Элизабет Чедвик - Зимняя корона
Он крякнул, слабо улыбаясь:
– Я тронут тем, что ты в такой спешке примчалась ко мне. Буду думать, что тебя заботит мое здоровье, а циничные мысли о том, что ты приехала перехватить власть в случае моей смерти, отброшу.
– Думай, что тебе нравится, но я здесь – как и в прошлый раз, когда ты был опасно болен. Тогда ты благодарил меня, но сейчас не даешь мне никаких оснований надеяться на благодарность. В любом случае я приехала, потому что тревожилась за тебя.
Он сварливо пробурчал:
– Я не нуждаюсь в твоих заботах или жалости.
– Может, ты и вправду так думаешь, Генрих, но тебе это нужно. Это знак, предупреждающий знак…
Горячечный румянец вспыхнул на его скулах, а в глазах – гнев.
– И ты тоже! Не смей! Меня тошнит от церковников, которые внушают мне, что нужно помириться с вероломным архиепископом, и нашептывают, что все это моя вина и я должен поцеловать проклятого сукина сына. Скорее ад скует льдом, клянусь тебе! – Генрих замолчал, чтобы отдышаться. Эти несколько фраз дались ему с трудом, он запыхался так, будто в полных доспехах взбежал на гору.

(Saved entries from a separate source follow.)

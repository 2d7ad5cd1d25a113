// crates/grantway-core/src/core/appeal.rs
// ============================================================================
// Module: Grantway Appeal Lifecycle
// Description: Appeal record, top-level status transitions, and grant conversion.
// Purpose: Own the appeal's lifecycle from creation through grant or rejection.
// Dependencies: crate::core::{approval, grant, hashing, identifiers, resource, time},
// serde, thiserror, time
// ============================================================================

//! ## Overview
//! An appeal is a request for access to a resource, tracked through a
//! policy-driven approval flow to a terminal decision. This module owns the
//! appeal's own status machine (`pending`, then exactly one of `approved`,
//! `rejected`, `canceled`, with `terminated` for appeals superseded by an
//! extension) and the terminal conversion of an approved appeal into a
//! [`Grant`]. The per-step approval state machine lives in
//! [`crate::runtime`].
//!
//! Appeals are immutable once terminal; every transition checks the starting
//! status and fails with a status-specific error otherwise.

// ============================================================================
// SECTION: Imports
// ============================================================================

use std::collections::BTreeMap;
use std::fmt;
use std::str::FromStr;

use serde::Deserialize;
use serde::Serialize;
use serde_json::Map;
use serde_json::Value;
use thiserror::Error;
use time::OffsetDateTime;

use crate::core::approval::Approval;
use crate::core::approval::ApprovalStatus;
use crate::core::grant::Grant;
use crate::core::grant::GrantSource;
use crate::core::grant::GrantStatus;
use crate::core::hashing::HashDigest;
use crate::core::hashing::HashError;
use crate::core::identifiers::AppealId;
use crate::core::identifiers::GrantId;
use crate::core::identifiers::PolicyId;
use crate::core::identifiers::PolicyVersion;
use crate::core::identifiers::ResourceId;
use crate::core::resource::Resource;
use crate::core::time::DurationParseError;
use crate::core::time::parse_duration;
use crate::runtime::engine::EngineError;

// ============================================================================
// SECTION: Constants
// ============================================================================

/// Default account type applied by [`Appeal::set_defaults`].
pub const DEFAULT_ACCOUNT_TYPE: &str = "user";

/// Duration strings that request permanent access.
const PERMANENT_DURATIONS: [&str; 2] = ["", "0"];

// ============================================================================
// SECTION: Appeal Status
// ============================================================================

/// Appeal lifecycle status.
///
/// # Invariants
/// - Variants are stable for serialization and contract matching.
/// - `Approved`, `Rejected`, and `Canceled` are terminal.
#[derive(Debug, Clone, Copy, Default, PartialEq, Eq, Serialize, Deserialize)]
#[serde(rename_all = "snake_case")]
pub enum AppealStatus {
    /// Awaiting approval flow resolution.
    #[default]
    Pending,
    /// Every approval resolved positively.
    Approved,
    /// An approval was rejected.
    Rejected,
    /// Withdrawn by the creator before resolution.
    Canceled,
    /// Superseded by a newer appeal (access extension).
    Terminated,
}

// ============================================================================
// SECTION: Appeal Options
// ============================================================================

/// Requested access options.
///
/// # Invariants
/// - `duration` is author text: empty or `"0"` requests permanent access,
///   anything else must parse per [`crate::core::time::parse_duration`].
#[derive(Debug, Clone, Default, PartialEq, Eq, Serialize, Deserialize)]
pub struct AppealOptions {
    /// Requested access duration text.
    #[serde(default)]
    pub duration: String,
}

// ============================================================================
// SECTION: Appeal Errors
// ============================================================================

/// Errors raised by appeal lifecycle operations.
///
/// # Invariants
/// - Variants are stable so callers branch on identity, not message text.
/// - [`AppealError::ActionForbidden`] never reveals the approver list.
#[derive(Debug, Error)]
pub enum AppealError {
    /// The appeal is already approved.
    #[error("appeal already approved")]
    AlreadyApproved,
    /// The appeal is already rejected.
    #[error("appeal already rejected")]
    AlreadyRejected,
    /// The appeal is already canceled.
    #[error("appeal already canceled")]
    AlreadyCanceled,
    /// The appeal is already terminated.
    #[error("appeal already terminated")]
    AlreadyTerminated,
    /// Grant conversion requires an approved appeal.
    #[error("appeal is not approved")]
    NotApproved,
    /// The requested duration failed to parse.
    #[error("invalid appeal duration {raw:?}: {source}")]
    InvalidDuration {
        /// Offending duration text.
        raw: String,
        /// Parse failure detail.
        source: DurationParseError,
    },
    /// No approval with the given name exists on the appeal.
    #[error("approval not found: {name}")]
    ApprovalNotFound {
        /// Requested approval name.
        name: String,
    },
    /// The named approval is not awaiting a decision.
    #[error("approval {name} is not pending (status: {status})")]
    ApprovalNotPending {
        /// Approval name.
        name: String,
        /// Current approval status label.
        status: &'static str,
    },
    /// The actor is not allowed to decide this approval step.
    #[error("actor is not allowed to act on this approval step")]
    ActionForbidden,
    /// The action value is not recognized.
    #[error("invalid action value: {value:?}")]
    InvalidAction {
        /// Offending action text.
        value: String,
    },
    /// Policy fingerprinting failed during initialization.
    #[error("fingerprinting policy: {0}")]
    Fingerprint(#[from] HashError),
    /// The approval engine failed while progressing the appeal.
    #[error(transparent)]
    Engine(#[from] EngineError),
}

// ============================================================================
// SECTION: Approval Actions
// ============================================================================

/// Decision value for an external approval action.
///
/// # Invariants
/// - Variants are stable; unknown wire values are rejected before any state
///   mutation by construction.
#[derive(Debug, Clone, Copy, PartialEq, Eq, Serialize, Deserialize)]
#[serde(rename_all = "snake_case")]
pub enum AppealAction {
    /// Approve the named approval step.
    Approve,
    /// Reject the named approval step.
    Reject,
}

impl FromStr for AppealAction {
    type Err = AppealError;

    fn from_str(value: &str) -> Result<Self, Self::Err> {
        match value {
            "approve" => Ok(Self::Approve),
            "reject" => Ok(Self::Reject),
            other => Err(AppealError::InvalidAction {
                value: other.to_string(),
            }),
        }
    }
}

impl fmt::Display for AppealAction {
    fn fmt(&self, f: &mut fmt::Formatter<'_>) -> fmt::Result {
        match self {
            Self::Approve => f.write_str("approve"),
            Self::Reject => f.write_str("reject"),
        }
    }
}

/// External mutation entrypoint for one approval step.
///
/// # Invariants
/// - `actor` must match one of the step's resolved approvers; the engine
///   enforces this at application time.
#[derive(Debug, Clone, PartialEq, Eq, Serialize, Deserialize)]
pub struct ApprovalAction {
    /// Appeal the action targets.
    pub appeal_id: AppealId,
    /// Name of the approval step to decide.
    pub approval_name: String,
    /// Email of the acting approver.
    pub actor: String,
    /// Decision value.
    pub action: AppealAction,
    /// Optional free-text reason, recorded on rejection.
    #[serde(default)]
    pub reason: Option<String>,
}

// ============================================================================
// SECTION: Appeal
// ============================================================================

/// A request for access to a resource, tracked through approval to grant or
/// rejection.
///
/// # Invariants
/// - After `apply_policy`, `approvals.len()` equals the policy's step count
///   and `approvals[i].index == i`.
/// - Terminal appeals (approved, rejected, canceled) refuse further
///   transitions.
#[derive(Debug, Clone, Default, PartialEq, Serialize, Deserialize)]
pub struct Appeal {
    /// Appeal identifier.
    #[serde(default)]
    pub id: AppealId,
    /// Account requesting access.
    #[serde(default)]
    pub account_id: String,
    /// Account type requesting access.
    #[serde(default)]
    pub account_type: String,
    /// Target resource identifier.
    #[serde(default)]
    pub resource_id: ResourceId,
    /// Target resource snapshot, read by expressions and triggers.
    #[serde(default)]
    pub resource: Option<Resource>,
    /// Requested role.
    #[serde(default)]
    pub role: String,
    /// Requested permissions.
    #[serde(default)]
    pub permissions: Vec<String>,
    /// Free-form labels.
    #[serde(default)]
    pub labels: BTreeMap<String, String>,
    /// Free-form details, read by expressions.
    #[serde(default)]
    pub details: Map<String, Value>,
    /// Requested access options.
    #[serde(default)]
    pub options: Option<AppealOptions>,
    /// Identity that created the appeal.
    #[serde(default)]
    pub created_by: String,
    /// Arbitrary creator metadata, read by expressions.
    #[serde(default)]
    pub creator: Map<String, Value>,
    /// Policy the appeal was evaluated against.
    #[serde(default)]
    pub policy_id: Option<PolicyId>,
    /// Version of the policy the appeal was evaluated against.
    #[serde(default)]
    pub policy_version: Option<PolicyVersion>,
    /// Canonical fingerprint of the bound policy document.
    #[serde(default)]
    pub policy_hash: Option<HashDigest>,
    /// Overall appeal status.
    #[serde(default)]
    pub status: AppealStatus,
    /// Per-step approval records, in policy step order.
    #[serde(default)]
    pub approvals: Vec<Approval>,
}

impl Appeal {
    /// Fills defaults for unset fields; never touches an already-set field.
    pub fn set_defaults(&mut self) {
        if self.account_type.is_empty() {
            self.account_type = DEFAULT_ACCOUNT_TYPE.to_string();
        }
    }

    /// Returns the first pending approval awaiting a human decision.
    ///
    /// Auto steps never surface here: the engine resolves them synchronously,
    /// so a pending approval with approvers is a genuine decision point.
    #[must_use]
    pub fn next_pending_approval(&self) -> Option<&Approval> {
        self.approvals
            .iter()
            .find(|approval| approval.status == ApprovalStatus::Pending && approval.is_manual())
    }

    /// Returns the approval with the given name, if any.
    #[must_use]
    pub fn approval(&self, name: &str) -> Option<&Approval> {
        self.approvals.iter().find(|approval| approval.name == name)
    }

    /// Transitions a pending appeal to approved.
    ///
    /// # Errors
    ///
    /// Returns the status-specific [`AppealError`] when the appeal is not
    /// pending.
    pub fn approve(&mut self) -> Result<(), AppealError> {
        self.ensure_pending()?;
        self.status = AppealStatus::Approved;
        Ok(())
    }

    /// Transitions a pending appeal to rejected.
    ///
    /// # Errors
    ///
    /// Returns the status-specific [`AppealError`] when the appeal is not
    /// pending.
    pub fn reject(&mut self) -> Result<(), AppealError> {
        self.ensure_pending()?;
        self.status = AppealStatus::Rejected;
        Ok(())
    }

    /// Transitions a pending appeal to canceled.
    ///
    /// # Errors
    ///
    /// Returns the status-specific [`AppealError`] when the appeal is not
    /// pending.
    pub fn cancel(&mut self) -> Result<(), AppealError> {
        self.ensure_pending()?;
        self.status = AppealStatus::Canceled;
        Ok(())
    }

    /// Transitions a pending or approved appeal to terminated.
    ///
    /// Termination marks an appeal superseded by a newer one (an access
    /// extension); the replacement carries the active grant.
    ///
    /// # Errors
    ///
    /// Returns the status-specific [`AppealError`] when the appeal is already
    /// rejected, canceled, or terminated.
    pub fn terminate(&mut self) -> Result<(), AppealError> {
        match self.status {
            AppealStatus::Pending | AppealStatus::Approved => {
                self.status = AppealStatus::Terminated;
                Ok(())
            }
            AppealStatus::Rejected => Err(AppealError::AlreadyRejected),
            AppealStatus::Canceled => Err(AppealError::AlreadyCanceled),
            AppealStatus::Terminated => Err(AppealError::AlreadyTerminated),
        }
    }

    /// Converts an approved appeal into its grant artifact.
    ///
    /// An absent options block, an empty duration, and `"0"` all produce a
    /// permanent grant. Any other duration text must parse; the grant then
    /// expires at `now + duration`. `now` is caller-supplied so the core
    /// never reads the wall clock.
    ///
    /// # Errors
    ///
    /// Returns [`AppealError::NotApproved`] when the appeal is not approved
    /// and [`AppealError::InvalidDuration`] when the duration text fails to
    /// parse. No grant is produced on failure.
    pub fn to_grant(&self, now: OffsetDateTime) -> Result<Grant, AppealError> {
        if self.status != AppealStatus::Approved {
            return Err(AppealError::NotApproved);
        }

        let duration_text = self
            .options
            .as_ref()
            .map_or("", |options| options.duration.as_str());
        let expiration_date = if PERMANENT_DURATIONS.contains(&duration_text) {
            None
        } else {
            let duration =
                parse_duration(duration_text).map_err(|source| AppealError::InvalidDuration {
                    raw: duration_text.to_string(),
                    source,
                })?;
            Some(now + duration)
        };

        Ok(Grant {
            id: GrantId::default(),
            status: GrantStatus::Active,
            source: GrantSource::Appeal,
            account_id: self.account_id.clone(),
            account_type: self.account_type.clone(),
            resource_id: self.resource_id.clone(),
            role: self.role.clone(),
            permissions: self.permissions.clone(),
            is_permanent: expiration_date.is_none(),
            expiration_date,
            appeal_id: self.id.clone(),
            created_by: self.created_by.clone(),
        })
    }

    /// Requires the appeal to be pending, mapping other statuses to errors.
    pub(crate) fn ensure_pending(&self) -> Result<(), AppealError> {
        match self.status {
            AppealStatus::Pending => Ok(()),
            AppealStatus::Approved => Err(AppealError::AlreadyApproved),
            AppealStatus::Rejected => Err(AppealError::AlreadyRejected),
            AppealStatus::Canceled => Err(AppealError::AlreadyCanceled),
            AppealStatus::Terminated => Err(AppealError::AlreadyTerminated),
        }
    }
}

Алиенора продолжила говорить, словно супруг не прерывал ее:
– …предупреждающий знак о том, что ты не должен больше взваливать на себя такое бремя хлопот и обязанностей. Пойми: другие люди способны кое-что сделать вместо тебя, только позволь им. Потому что иначе это бремя раздавит тебя. – Она забрала чашу из его дрожащих пальцев. – Тебе нужен покой, а ты совершенно лишен его. Посмотри только, до чего ты себя довел. Если ты не переменишься сейчас, то умрешь.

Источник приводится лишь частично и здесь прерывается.